My co-founder David took it upon himself to design and build a standardized import experience. He didn’t want it to only function under the best circumstances--he created something that thoughtfully allowed for real humans in the process, no matter that human’s technical abilities.
With my abnormal affinity for spreadsheets, organization, and data analysis, I was naturally interested when David asked me to join him. The software industry as a whole had come to accept that moving data from a spreadsheet into a product was a disjointed, frustrating experience. And to me, that status quo was unacceptable.
To validate that it wasn’t just our own personal frustrations, David and I took the initial version of Flatfile to market by running small awareness campaigns. We explicitly chose to avoid selling into our own networks right away in order to determine whether the frustration with importing data was as pervasive as we thought.
The response was overwhelmingly positive. From garage startups to publicly traded enterprises, marketing automation to software-enabled services companies, we learned that data import was fundamentally broken across the market and that we have the solution. Firefighters, real estate agents, analysts, and athletes all began using Flatfile on a daily basis.
As we leaned into these early customer relationships, the resounding feedback we heard was how broad the problem was not just across the market, but within software teams. Data import is consistently challenging for product teams because, in order to do it well, it must be prioritized against other differentiating features. Engineering teams become frustrated when they take time away from solving new problems to resolve data import. Support teams then get stuck with the aftermath of a “check-the-box” level solution, relegated to cleaning spreadsheets instead of building lasting client relationships. And design teams sit helplessly and cringe as they watch their customers struggle to simply import a spreadsheet.

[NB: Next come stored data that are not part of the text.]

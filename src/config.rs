use config::{Config, ConfigError, Environment, File};
use serde::Deserialize;
use std::env;
use std::path::Path;
use tracing::{info, warn};
use validator::Validate;

/// Default values for configuration
const DEFAULT_LOG_LEVEL: &str = "info";
const DEFAULT_ENV: &str = "development";
const DEFAULT_PORT: u16 = 8080;
const CONFIG_DIR: &str = "config";
const DEFAULT_COOKIE_NAME: &str = "access_token";
const DEV_DEFAULT_JWT_SECRET: &str =
    "this_is_a_development_secret_key_that_is_at_least_64_characters_long_for_testing";

/// Cookie SameSite policy for the auth cookie.
#[derive(Clone, Copy, Debug, Deserialize, PartialEq, Eq)]
#[serde(rename_all = "lowercase")]
pub enum CookieSameSite {
    Lax,
    Strict,
    None,
}

impl CookieSameSite {
    pub fn as_str(&self) -> &'static str {
        match self {
            CookieSameSite::Lax => "Lax",
            CookieSameSite::Strict => "Strict",
            CookieSameSite::None => "None",
        }
    }
}

/// Application configuration with validation
#[derive(Clone, Debug, Deserialize, Validate)]
#[serde(deny_unknown_fields)]
pub struct AppConfig {
    /// Database connection URL
    pub database_url: String,

    /// JWT secret key (minimum 64 characters)
    #[validate(length(min = 64))]
    pub jwt_secret: String,

    /// JWT / auth cookie expiration in seconds
    #[serde(default = "default_jwt_expiration")]
    pub jwt_expiration: usize,

    /// JWT issuer claim, checked on decode
    #[serde(default = "default_issuer")]
    pub auth_issuer: String,

    /// JWT audience claim, checked on decode
    #[serde(default = "default_audience")]
    pub auth_audience: String,

    /// Server host address
    #[serde(default = "default_host")]
    pub host: String,

    /// Server port
    #[serde(default = "default_port")]
    pub port: u16,

    /// Application environment
    #[serde(default = "default_environment")]
    pub environment: String,

    /// Logging level
    #[serde(default = "default_log_level")]
    pub log_level: String,

    /// Log in JSON format (structured logging)
    #[serde(default)]
    pub log_json: bool,

    /// Whether to run database migrations on startup
    #[serde(default)]
    pub auto_migrate: bool,

    /// CORS: comma-separated list of allowed origins (production)
    #[serde(default)]
    pub cors_allowed_origins: Option<String>,

    /// Allow permissive CORS fallback outside development
    #[serde(default)]
    pub cors_allow_any_origin: bool,

    /// CORS: allow credentials (required for the auth cookie)
    #[serde(default = "default_true")]
    pub cors_allow_credentials: bool,

    /// DB pool: max connections
    #[serde(default = "default_db_max_connections")]
    pub db_max_connections: u32,

    /// DB pool: min connections
    #[serde(default = "default_db_min_connections")]
    pub db_min_connections: u32,

    /// Name of the httpOnly auth cookie
    #[serde(default = "default_cookie_name")]
    pub cookie_name: String,

    /// Mark the auth cookie Secure (HTTPS only)
    #[serde(default)]
    pub cookie_secure: bool,

    /// SameSite policy for the auth cookie
    #[serde(default = "default_same_site")]
    pub cookie_same_site: CookieSameSite,

    /// Optional cookie Domain attribute
    #[serde(default)]
    pub cookie_domain: Option<String>,
}

fn default_jwt_expiration() -> usize {
    3600
}
fn default_issuer() -> String {
    "pharmacy-api".to_string()
}
fn default_audience() -> String {
    "pharmacy-clients".to_string()
}
fn default_host() -> String {
    "127.0.0.1".to_string()
}
fn default_port() -> u16 {
    DEFAULT_PORT
}
fn default_environment() -> String {
    DEFAULT_ENV.to_string()
}
fn default_log_level() -> String {
    DEFAULT_LOG_LEVEL.to_string()
}
fn default_true() -> bool {
    true
}
fn default_db_max_connections() -> u32 {
    10
}
fn default_db_min_connections() -> u32 {
    1
}
fn default_cookie_name() -> String {
    DEFAULT_COOKIE_NAME.to_string()
}
fn default_same_site() -> CookieSameSite {
    CookieSameSite::Lax
}

impl AppConfig {
    /// Minimal constructor used by tests and the seed binary.
    pub fn new(database_url: String, jwt_secret: String, environment: String) -> Self {
        Self {
            database_url,
            jwt_secret,
            jwt_expiration: default_jwt_expiration(),
            auth_issuer: default_issuer(),
            auth_audience: default_audience(),
            host: default_host(),
            port: default_port(),
            environment,
            log_level: default_log_level(),
            log_json: false,
            auto_migrate: false,
            cors_allowed_origins: None,
            cors_allow_any_origin: false,
            cors_allow_credentials: true,
            db_max_connections: default_db_max_connections(),
            db_min_connections: default_db_min_connections(),
            cookie_name: default_cookie_name(),
            cookie_secure: false,
            cookie_same_site: default_same_site(),
            cookie_domain: None,
        }
    }

    pub fn is_development(&self) -> bool {
        self.environment.eq_ignore_ascii_case("development")
            || self.environment.eq_ignore_ascii_case("test")
    }

    pub fn should_allow_permissive_cors(&self) -> bool {
        self.is_development() || self.cors_allow_any_origin
    }

    pub fn log_level(&self) -> &str {
        &self.log_level
    }

    pub fn server_addr(&self) -> String {
        format!("{}:{}", self.host, self.port)
    }
}

/// Load configuration from `config/{default,<env>}.toml` plus `APP__*`
/// environment overrides (e.g. `APP__DATABASE_URL`, `APP__PORT`).
pub fn load_config() -> Result<AppConfig, ConfigError> {
    let environment = env::var("APP_ENVIRONMENT").unwrap_or_else(|_| DEFAULT_ENV.to_string());

    let mut builder = Config::builder()
        .set_default("environment", environment.clone())?
        .set_default("database_url", "sqlite://pharmacy.db?mode=rwc")?;

    let default_path = Path::new(CONFIG_DIR).join("default.toml");
    if default_path.exists() {
        builder = builder.add_source(File::from(default_path));
    }
    let env_path = Path::new(CONFIG_DIR).join(format!("{environment}.toml"));
    if env_path.exists() {
        builder = builder.add_source(File::from(env_path));
    }

    builder = builder.add_source(Environment::with_prefix("APP").separator("__"));

    let mut cfg: AppConfig = builder.build()?.try_deserialize()?;

    // Development convenience: fall back to a fixed secret rather than
    // refusing to boot. Production environments must configure their own.
    if cfg.jwt_secret.is_empty() {
        if cfg.is_development() {
            warn!("APP__JWT_SECRET not set; using the built-in development secret");
            cfg.jwt_secret = DEV_DEFAULT_JWT_SECRET.to_string();
        } else {
            return Err(ConfigError::Message(
                "APP__JWT_SECRET must be set outside development".to_string(),
            ));
        }
    }

    cfg.validate()
        .map_err(|e| ConfigError::Message(format!("invalid configuration: {e}")))?;

    info!(
        environment = %cfg.environment,
        port = cfg.port,
        "configuration loaded"
    );

    Ok(cfg)
}

/// Initialize the global tracing subscriber.
pub fn init_tracing(level: &str, json: bool) {
    use tracing_subscriber::{fmt, EnvFilter};

    let filter = EnvFilter::try_from_default_env()
        .unwrap_or_else(|_| EnvFilter::new(format!("pharmacy_api={level},tower_http={level}")));

    if json {
        let _ = fmt()
            .json()
            .with_env_filter(filter)
            .with_current_span(false)
            .try_init();
    } else {
        let _ = fmt().with_env_filter(filter).try_init();
    }
}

Examples of frustrating data import experiences featuring unhelpful errors
Ultimately, these internal frustrations lead to external ones. Prospects abandon a new application when it takes forever to get set up. Users bombard support channels with the same questions over and over again, ignoring volumes of painstakingly written support docs that address every single variation. Customers lose their patience with an app and switch to a competitor when they consistently deal with frustrating experiences, thinking surely someone can help me make use of my data!

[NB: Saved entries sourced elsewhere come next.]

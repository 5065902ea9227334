use chrono::{DateTime, Utc};
use serde::{Deserialize, Serialize};
use utoipa::ToSchema;
use validator::Validate;

use crate::entities::brand;

#[derive(Debug, Deserialize, Validate, ToSchema)]
#[serde(rename_all = "camelCase")]
pub struct CreateBrandRequest {
    #[validate(length(min = 1, max = 255, message = "Brand name is required"))]
    pub brand_name: String,

    #[validate(length(max = 100))]
    pub origin_country: Option<String>,

    #[validate(length(max = 255))]
    pub manufacturer_name: Option<String>,

    #[serde(rename = "webURL")]
    #[validate(url(message = "webURL must be a valid URL"))]
    pub web_url: Option<String>,

    pub is_active: Option<bool>,
}

#[derive(Debug, Deserialize, Validate, ToSchema)]
#[serde(rename_all = "camelCase")]
pub struct UpdateBrandRequest {
    #[validate(length(min = 1, max = 255))]
    pub brand_name: Option<String>,

    #[validate(length(max = 100))]
    pub origin_country: Option<String>,

    #[validate(length(max = 255))]
    pub manufacturer_name: Option<String>,

    #[serde(rename = "webURL")]
    #[validate(url(message = "webURL must be a valid URL"))]
    pub web_url: Option<String>,

    pub is_active: Option<bool>,
}

#[derive(Debug, Serialize, Deserialize, ToSchema)]
#[serde(rename_all = "camelCase")]
pub struct BrandResponse {
    #[serde(rename = "brandID")]
    pub brand_id: i32,
    pub brand_name: String,
    pub origin_country: Option<String>,
    pub manufacturer_name: Option<String>,
    #[serde(rename = "webURL")]
    pub web_url: Option<String>,
    pub is_active: bool,
    pub created_at: DateTime<Utc>,
    pub updated_at: DateTime<Utc>,
}

impl From<brand::Model> for BrandResponse {
    fn from(m: brand::Model) -> Self {
        Self {
            brand_id: m.id,
            brand_name: m.brand_name,
            origin_country: m.origin_country,
            manufacturer_name: m.manufacturer_name,
            web_url: m.web_url,
            is_active: m.is_active,
            created_at: m.created_at,
            updated_at: m.updated_at,
        }
    }
}
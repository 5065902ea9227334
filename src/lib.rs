//! Pharmacy API Library
//!
//! REST backend for a pharmacy e-commerce platform: multi-role
//! authentication (customers, pharmacists, admins), role-based access
//! control, and brand/product catalog management.
#![forbid(unsafe_code)]
#![deny(rust_2018_idioms)]
#![warn(clippy::all, clippy::perf, clippy::dbg_macro)]

pub mod auth;
pub mod config;
pub mod db;
pub mod dto;
pub mod entities;
pub mod errors;
pub mod handlers;
pub mod openapi;
pub mod services;

use std::sync::Arc;

use axum::{routing::get, Router};
use utoipa::OpenApi;
use utoipa_swagger_ui::SwaggerUi;

/// Shared application state
#[derive(Clone)]
pub struct AppState {
    pub db: Arc<db::DbPool>,
    pub config: config::AppConfig,
    pub auth: Arc<auth::AuthService>,
    pub services: services::AppServices,
}

impl AppState {
    pub fn new(db: Arc<db::DbPool>, cfg: config::AppConfig) -> Self {
        let auth = Arc::new(auth::AuthService::new(auth::AuthConfig::from_app_config(
            &cfg,
        )));
        let services = services::AppServices::new(db.clone());
        Self {
            db,
            config: cfg,
            auth,
            services,
        }
    }
}

/// Compose the full application router: API routes, health probes, and the
/// Swagger UI. Transport-level layers (CORS, timeouts, tracing) are applied
/// by the binary.
pub fn app_router(state: AppState) -> Router {
    Router::new()
        .route("/", get(|| async { "pharmacy-api up" }))
        .nest("/auth", handlers::auth::auth_routes())
        .nest("/products", handlers::products::product_routes())
        .nest("/admin", handlers::admin::admin_routes())
        .nest("/health", handlers::health::health_routes())
        .merge(SwaggerUi::new("/docs").url("/api-docs/openapi.json", openapi::ApiDoc::openapi()))
        .with_state(state)
}
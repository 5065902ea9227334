use argon2::{
    password_hash::{rand_core::OsRng, PasswordHash, PasswordHasher, PasswordVerifier, SaltString},
    Argon2,
};

use crate::errors::ServiceError;

/// Hash a plaintext password with argon2id and a fresh random salt.
pub fn hash_password(password: &str) -> Result<String, ServiceError> {
    let salt = SaltString::generate(&mut OsRng);
    Argon2::default()
        .hash_password(password.as_bytes(), &salt)
        .map(|hash| hash.to_string())
        .map_err(|e| ServiceError::HashError(e.to_string()))
}

/// Verify a plaintext password against a stored argon2 hash.
/// An unparseable stored hash counts as a failed verification.
pub fn verify_password(password: &str, stored_hash: &str) -> bool {
    match PasswordHash::new(stored_hash) {
        Ok(parsed) => Argon2::default()
            .verify_password(password.as_bytes(), &parsed)
            .is_ok(),
        Err(_) => false,
    }
}

#[cfg(test)]
mod tests {
    use super::*;

    #[test]
    fn hash_and_verify_round_trip() {
        let hash = hash_password("hunter2hunter2").unwrap();
        assert!(hash.starts_with("$argon2"));
        assert!(verify_password("hunter2hunter2", &hash));
        assert!(!verify_password("wrong-password", &hash));
    }

    #[test]
    fn distinct_salts_produce_distinct_hashes() {
        let a = hash_password("same-password").unwrap();
        let b = hash_password("same-password").unwrap();
        assert_ne!(a, b);
    }

    #[test]
    fn garbage_stored_hash_fails_closed() {
        assert!(!verify_password("anything", "not-a-phc-string"));
        assert!(!verify_password("anything", ""));
    }
}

The aftermath of this exploration left me wanting to run through the streets with a megaphone, screaming, “stop building your data importer! We’ve got one for you already!” That kind of brand outreach isn’t particularly practical or scalable, so we decided to do the next best thing: we sought outside capital.
We started with significant evidence to support the pervasiveness of the data import problem: a set of active, paying customers who were excited about speaking with prospective investors. We also had already assembled a dedicated team of quality humans, so we knew we could move quickly as soon as the fundraising round closed. As a result, the process was, we are told, “fast” and “smooth”.

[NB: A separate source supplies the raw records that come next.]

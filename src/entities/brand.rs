use chrono::{DateTime, Utc};
use sea_orm::entity::prelude::*;
use serde::{Deserialize, Serialize};

/// Pharmaceutical brand
#[derive(Clone, Debug, PartialEq, Eq, DeriveEntityModel, Serialize, Deserialize)]
#[sea_orm(table_name = "brands")]
pub struct Model {
    #[sea_orm(primary_key)]
    pub id: i32,

    #[sea_orm(unique)]
    pub brand_name: String,

    pub origin_country: Option<String>,
    pub manufacturer_name: Option<String>,
    pub web_url: Option<String>,

    pub is_active: bool,
    pub created_at: DateTime<Utc>,
    pub updated_at: DateTime<Utc>,
}

#[derive(Copy, Clone, Debug, EnumIter, DeriveRelation)]
pub enum Relation {
    #[sea_orm(has_many = "super::product::Entity")]
    Product,
}

impl Related<super::product::Entity> for Entity {
    fn to() -> RelationDef {
        Relation::Product.def()
    }
}

impl ActiveModelBehavior for ActiveModel {}
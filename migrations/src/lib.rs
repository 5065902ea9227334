pub use sea_orm_migration::prelude::*;

mod m20250301_000001_create_user_tables;
mod m20250301_000002_create_brands_table;
mod m20250301_000003_create_products_table;

pub struct Migrator;

#[async_trait::async_trait]
impl MigratorTrait for Migrator {
    fn migrations() -> Vec<Box<dyn MigrationTrait>> {
        vec![
            Box::new(m20250301_000001_create_user_tables::Migration),
            Box::new(m20250301_000002_create_brands_table::Migration),
            Box::new(m20250301_000003_create_products_table::Migration),
        ]
    }
}
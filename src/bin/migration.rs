//! Migration runner.
//!
//! Run with: cargo run --bin migration -- <up|down|fresh|status>

use clap::{Parser, Subcommand};
use migrations::Migrator;
use sea_orm::{ConnectOptions, Database};
use sea_orm_migration::MigratorTrait;
use std::time::Duration;
use tracing::info;

#[derive(Parser)]
#[command(name = "migration", about = "Run pharmacy-api database migrations")]
struct Cli {
    /// Database URL; defaults to the DATABASE_URL environment variable
    #[arg(long)]
    database_url: Option<String>,

    #[command(subcommand)]
    command: Command,
}

#[derive(Subcommand)]
enum Command {
    /// Apply all pending migrations
    Up,
    /// Roll back the most recent migration
    Down,
    /// Drop everything and re-apply all migrations
    Fresh,
    /// Show applied and pending migrations
    Status,
}

#[tokio::main]
async fn main() -> anyhow::Result<()> {
    tracing_subscriber::fmt()
        .with_max_level(tracing::Level::INFO)
        .init();

    let cli = Cli::parse();
    let database_url = cli
        .database_url
        .or_else(|| std::env::var("DATABASE_URL").ok())
        .unwrap_or_else(|| "sqlite://pharmacy.db?mode=rwc".to_string());

    let mut options = ConnectOptions::new(database_url);
    options
        .max_connections(2)
        .connect_timeout(Duration::from_secs(10));
    let db = Database::connect(options).await?;

    match cli.command {
        Command::Up => {
            info!("applying pending migrations");
            Migrator::up(&db, None).await?;
        }
        Command::Down => {
            info!("rolling back last migration");
            Migrator::down(&db, Some(1)).await?;
        }
        Command::Fresh => {
            info!("recreating schema from scratch");
            Migrator::fresh(&db).await?;
        }
        Command::Status => {
            Migrator::status(&db).await?;
        }
    }

    info!("done");
    Ok(())
}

We are extremely proud to have such a strong syndicate of investors excited about us, the market opportunity, and our ability to capture it. Many thanks to Gaurav Jain and Anamitra Banerji from Afore, our lead investor, as well as David Frankel from Founder Collective, Ben Blumenfeld and Enrique Allen from Designer Fund, Michael Ma and Joe Montana from Liquid2, and MZ from Gradient Ventures (Google’s AI fund) for believing in us. Additionally, we’d like to give a shoutout to our cohort of angel investors: Nick Candito, Timothy Chen, Anthony Goldbloom, EJ Keisari, Benny Wong, and Alnoor Pirani.Investors of Flatfile: Afore Capital, Founder Collective, Gradient Ventures, DesignerFund, and Liquid2 Ventures
Flatfile has already helped hundreds of companies seamlessly import, clean, and consolidate more than 100 million rows of data across more than 50,000 end users. We will use this investment to further scale Flatfile to thousands of businesses and millions of end-users.
An example of CSV field validation and cached imports, all possible with Flatfile Portal.
While we are excited about how we’ve been able to solve data import inefficiencies so far, we are not stopping here. Our team of eleven is already hard at work teaching our product to be faster and better. In the near term, expect more input sources, webhooks for instant connections, and new ways to implement Flatfile. We will be achieving compliance certifications - like our forthcoming SOC2 audit - as well as designing asynchronous import flows. And on top of it all, we will train machine learning systems with real user interactions to cut down on the effort required to import and validate data.
Our ultimate goal is single-click import: seamless integration between data sets. We believe in a world where labeling and cleaning data is a long-forgotten challenge. Where data scientists spend the majority of their time learning from data, not scrubbing it. And where companies can focus on building new, unique experiences on top of quality customer data. We are excited about this first of many milestones along the way.